** Task to complete **
Transcribe the records word for word, leaving nothing out.

** Records from a data source **
======

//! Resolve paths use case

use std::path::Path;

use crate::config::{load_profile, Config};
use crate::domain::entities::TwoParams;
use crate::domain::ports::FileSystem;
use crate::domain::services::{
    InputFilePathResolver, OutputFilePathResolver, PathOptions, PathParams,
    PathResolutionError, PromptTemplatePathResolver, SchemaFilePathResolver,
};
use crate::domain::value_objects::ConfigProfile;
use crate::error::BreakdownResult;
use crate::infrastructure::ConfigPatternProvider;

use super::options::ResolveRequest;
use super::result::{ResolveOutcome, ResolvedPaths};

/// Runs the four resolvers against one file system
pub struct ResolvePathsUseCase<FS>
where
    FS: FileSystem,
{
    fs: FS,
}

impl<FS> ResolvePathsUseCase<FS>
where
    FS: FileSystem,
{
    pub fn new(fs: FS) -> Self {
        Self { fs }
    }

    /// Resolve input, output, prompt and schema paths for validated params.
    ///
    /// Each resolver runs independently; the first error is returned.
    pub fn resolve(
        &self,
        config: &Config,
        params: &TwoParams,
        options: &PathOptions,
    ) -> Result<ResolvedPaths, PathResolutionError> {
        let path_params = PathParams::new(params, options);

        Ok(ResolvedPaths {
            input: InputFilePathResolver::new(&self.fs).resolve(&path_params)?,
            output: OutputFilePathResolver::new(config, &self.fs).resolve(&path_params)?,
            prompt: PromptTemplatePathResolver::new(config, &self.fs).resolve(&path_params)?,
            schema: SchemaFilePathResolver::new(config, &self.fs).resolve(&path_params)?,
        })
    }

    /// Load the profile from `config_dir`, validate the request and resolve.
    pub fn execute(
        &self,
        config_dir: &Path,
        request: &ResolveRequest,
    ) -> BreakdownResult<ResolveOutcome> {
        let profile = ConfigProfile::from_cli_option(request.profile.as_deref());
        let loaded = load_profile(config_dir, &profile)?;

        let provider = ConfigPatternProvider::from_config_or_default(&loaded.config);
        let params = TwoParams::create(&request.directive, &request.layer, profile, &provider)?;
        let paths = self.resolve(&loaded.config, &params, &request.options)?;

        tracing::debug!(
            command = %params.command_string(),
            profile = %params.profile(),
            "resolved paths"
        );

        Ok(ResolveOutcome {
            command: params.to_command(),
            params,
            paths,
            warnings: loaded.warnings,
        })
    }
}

======

** Response **
//! Resolve paths use case

use std::path::Path;

use crate::config::{load_profile, Config};
use crate::domain::entities::TwoParams;
use crate::domain::ports::FileSystem;
use crate::domain::services::{
    InputFilePathResolver, OutputFilePathResolver, PathOptions, PathParams,
    PathResolutionError, PromptTemplatePathResolver, SchemaFilePathResolver,
};
use crate::domain::value_objects::ConfigProfile;
use crate::error::BreakdownResult;
use crate::infrastructure::ConfigPatternProvider;

use super::options::ResolveRequest;
use super::result::{ResolveOutcome, ResolvedPaths};

/// Runs the four resolvers against one file system
pub struct ResolvePathsUseCase<FS>
where
    FS: FileSystem,
{
    fs: FS,
}

impl<FS> ResolvePathsUseCase<FS>
where
    FS: FileSystem,
{
    pub fn new(fs: FS) -> Self {
        Self { fs }
    }

    /// Resolve input, output, prompt and schema paths for validated params.
    ///
    /// Each resolver runs independently; the first error is returned.
    pub fn resolve(
        &self,
        config: &Config,
        params: &TwoParams,
        options: &PathOptions,
    ) -> Result<ResolvedPaths, PathResolutionError> {
        let path_params = PathParams::new(params, options);

        Ok(ResolvedPaths {
            input: InputFilePathResolver::new(&self.fs).resolve(&path_params)?,
            output: OutputFilePathResolver::new(config, &self.fs).resolve(&path_params)?,
            prompt: PromptTemplatePathResolver::new(config, &self.fs).resolve(&path_params)?,
            schema: SchemaFilePathResolver::new(config, &self.fs).resolve(&path_params)?,
        })
    }

    /// Load the profile from `config_dir`, validate the request and resolve.
    pub fn execute(
        &self,
        config_dir: &Path,
        request: &ResolveRequest,
    ) -> BreakdownResult<ResolveOutcome> {
        let profile = ConfigProfile::from_cli_option(request.profile.as_deref());
        let loaded = load_profile(config_dir, &profile)?;

        let provider = ConfigPatternProvider::from_config_or_default(&loaded.config);
        let params = TwoParams::create(&request.directive, &request.layer, profile, &provider)?;
        let paths = self.resolve(&loaded.config, &params, &request.options)?;

        tracing::debug!(
            command = %params.command_string(),
            profile = %params.profile(),
            "resolved paths"
        );

        Ok(ResolveOutcome {
            command: params.to_command(),
            params,
            paths,
            warnings: loaded.warnings,
        })
    }
}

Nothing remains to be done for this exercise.